When the Hamburg light rail connection was relocated to the south-west in 1928 to make room for the new exhibition center, the tracks were also separated into long-distance and suburban traffic between Heerstraße and the light rail. In addition, the station exhibition was built at the intersection of the Wetzlarer , Spandau suburban and ring railways . In addition, the Eichkamp station on the Wetzlarer was closed and reopened on the Spandau suburban railway. A few weeks before the renovation was completed, electric cars were already being driven here to Spandau .
For the 1936 Summer Olympics , the Grunewald Racecourse and the German Stadium were demolished and today's Olympic Stadium was built in their place . The tracks were not expanded, but the access structures in the style of the Reichssportfeld were added. Only the area in front of the station has been expanded, the access tracks have already been laid out at the height of the Heerstrasse station. From 1935 to 1960, the Olympiastadion station was called Reichssportfeld , and before that, the Grunewald racecourse since 1930 .
The Allied air raids and the Battle of Berlin did not have a major impact on the route, regular operations were quickly restored, but passenger numbers no longer reached the level of earlier times, because the S-Bahn boycott of the West Berliners also showed its effects here Effects. As for most of the routes on the West Berlin S-Bahn network, the end came with the Reichsbahn strike on September 17, 1980 .

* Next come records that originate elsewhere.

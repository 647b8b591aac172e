//! One backup run, end to end.
//!
//! Source check, manifest copy, marker creation and rotation, then the
//! nearline target and, when due, the archive target. The archive run reuses
//! the marker created for the nearline run and is skipped entirely if the
//! nearline run fails.

use std::sync::Arc;

use chrono::{Datelike, NaiveDateTime};
use tracing::{error, info, warn};

use crate::backend::StorageBackend;
use crate::config::BackupConfig;
use crate::error::{BackupError, BackupResult};
use crate::manifest::ManifestSync;
use crate::marker::{Marker, Target};
use crate::mode::RunOptions;
use crate::planner::ReplicationPlanner;
use crate::snapshot::{format_label, RotationReport, SnapshotManager};
use crate::transfer::{RunStage, TransferExecutor, TransferReport, TransferSpec};

/// Whether the archive target runs on `day` of the month.
pub fn archive_due(day: u32, archive_day: u32, force: bool) -> bool {
    force || day == archive_day
}

/// Parameters of a single invocation.
#[derive(Debug, Clone, Copy)]
pub struct RunRequest {
    /// Local wall-clock time the labels are derived from.
    pub now: NaiveDateTime,
    /// Run the archive target regardless of the day of month.
    pub force_archive: bool,
}

/// What a run did.
#[derive(Debug, Clone, PartialEq, Eq)]
pub struct RunReport {
    /// Marker created for this run.
    pub marker: Marker,
    /// Local retention outcome.
    pub rotation: RotationReport,
    /// Manifest copy outcome; `None` when not configured.
    pub manifests_copied: Option<bool>,
    /// Nearline target outcome.
    pub nearline: TransferReport,
    /// Archive target outcome, when it ran.
    pub archive: Option<TransferReport>,
}

/// Sequences the stages of a run over the three backends.
pub struct RunController {
    config: BackupConfig,
    options: RunOptions,
    local: Arc<dyn StorageBackend>,
    nearline: Arc<dyn StorageBackend>,
    archive: Arc<dyn StorageBackend>,
    manifests: Option<ManifestSync>,
}

impl RunController {
    /// Controller for `config`, with one backend per location.
    pub fn new(
        config: BackupConfig,
        options: RunOptions,
        local: Arc<dyn StorageBackend>,
        nearline: Arc<dyn StorageBackend>,
        archive: Arc<dyn StorageBackend>,
    ) -> Self {
        let manifests = config.manifests.clone().map(|manifests| {
            ManifestSync::new(manifests, config.nearline.target(), config.ssh.clone())
        });
        Self {
            config,
            options,
            local,
            nearline,
            archive,
            manifests,
        }
    }

    /// Replace the manifest copier (tests use a stand-in rsync).
    pub fn with_manifests(mut self, manifests: Option<ManifestSync>) -> Self {
        self.manifests = manifests;
        self
    }

    /// Execute every stage. The first fatal error aborts the run.
    pub async fn run(&self, request: RunRequest) -> BackupResult<RunReport> {
        let dataset = self.config.dataset.as_str();
        self.ensure_source(dataset).await?;

        let manifests_copied = match &self.manifests {
            Some(sync) => match sync.sync(&self.options).await {
                Ok(()) => Some(true),
                Err(e) => {
                    warn!("manifest copy failed: {}", e);
                    Some(false)
                }
            },
            None => None,
        };

        let label = format_label(&self.config.marker_label_format, &request.now)?;
        let snapshots = SnapshotManager::new(Arc::clone(&self.local), self.options);
        let marker = snapshots.create_marker(dataset, &label).await?;
        info!(stage = %RunStage::SnapshotCreated, "marker {}", marker.name());
        let rotation = snapshots.rotate(dataset, self.config.keep_markers).await?;

        let nearline = self
            .replicate(
                &marker,
                Arc::clone(&self.nearline),
                &self.config.nearline.target(),
                None,
            )
            .await
            .map_err(|e| {
                error!(remote = e.is_remote(), "nearline run failed: {}", e);
                e
            })?;

        let archive = if archive_due(request.now.day(), self.config.archive_day, request.force_archive) {
            let rename = format_label(&self.config.archive_label_format, &request.now)?;
            let report = self
                .replicate(
                    &marker,
                    Arc::clone(&self.archive),
                    &self.config.archive.target(),
                    Some(rename),
                )
                .await
                .map_err(|e| {
                    error!(remote = e.is_remote(), "archive run failed: {}", e);
                    e
                })?;
            Some(report)
        } else {
            info!(
                day = request.now.day(),
                archive_day = self.config.archive_day,
                "archive run not due"
            );
            None
        };

        Ok(RunReport {
            marker,
            rotation,
            manifests_copied,
            nearline,
            archive,
        })
    }

    async fn ensure_source(&self, dataset: &str) -> BackupResult<()> {
        match self.local.dataset_exists(dataset).await {
            Ok(true) => Ok(()),
            Ok(false) => {
                error!("source dataset {} does not exist", dataset);
                Err(BackupError::SourceUnreachable {
                    dataset: dataset.to_string(),
                })
            }
            Err(e) => {
                error!("cannot query source dataset {}: {}", dataset, e);
                Err(BackupError::SourceUnreachable {
                    dataset: dataset.to_string(),
                })
            }
        }
    }

    async fn replicate(
        &self,
        marker: &Marker,
        remote: Arc<dyn StorageBackend>,
        target: &Target,
        rename_to: Option<String>,
    ) -> BackupResult<TransferReport> {
        info!(replica = %target, "replicating {}", marker.name());
        let planner = ReplicationPlanner::new(
            Arc::clone(&self.local),
            Arc::clone(&remote),
            self.options.verbose,
        );
        let plan = planner.plan(&marker.dataset, &target.dataset).await?;
        let spec = TransferSpec::plan(&marker.dataset, &marker.label, &plan, target, rename_to);
        let executor = TransferExecutor::new(
            Arc::clone(&self.local),
            remote,
            self.config.transfer.clone(),
            self.options,
        );
        let report = executor.execute(&spec).await?;
        info!(
            replica = %target,
            stage = %report.stage,
            bytes = report.bytes,
            discarded = report.discarded.len(),
            "target up to date"
        );
        Ok(report)
    }
}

From then on, it took almost 18 years for a train to pass the route again. On January 16, 1998, the first line was from Westkreuz to Pichelsberg, and on December 30 of the same year the terminus was called Spandau . The reconstruction of the 4.9-kilometer route between Pichelsberg and Spandau cost 136 million marks (adjusted for purchasing power in today's currency: around 93.35 million euros).
In 2002, as the last measure on the line, the Eichkamp station was renamed Messe Süd (Eichkamp) . The renaming, which also affected the Witzleben station on the Ringbahn (today: Messe Nord / ICC ), was intended to create a stronger link to the exhibition grounds, but met protests from the residents of the Eichkamp estate . The two train stations are heavily used for exhibitions like Green Week and IFA . The Berlin exhibition company bore the costs of the renaming.
literature
- Bernhard Strowitzki: S-Bahn Berlin. Story (s) for on the go . GVE, Berlin 2004, ISBN 3-89218-073-3 .
- Erich Giese : The new Rennbahn station in Grunewald near Berlin and the creation of special suburban tracks between Heerstrasse station and Spandau . In: Zentralblatt der Bauverwaltung . 30. Vol. (1910), No. 83, urn : nbn: de: kobv: 109-opus-44246 , pp. 537-542 (first part) and No. 85, urn : nbn: de: kobv: 109- opus-44265 , pp. 553-557. (Second part)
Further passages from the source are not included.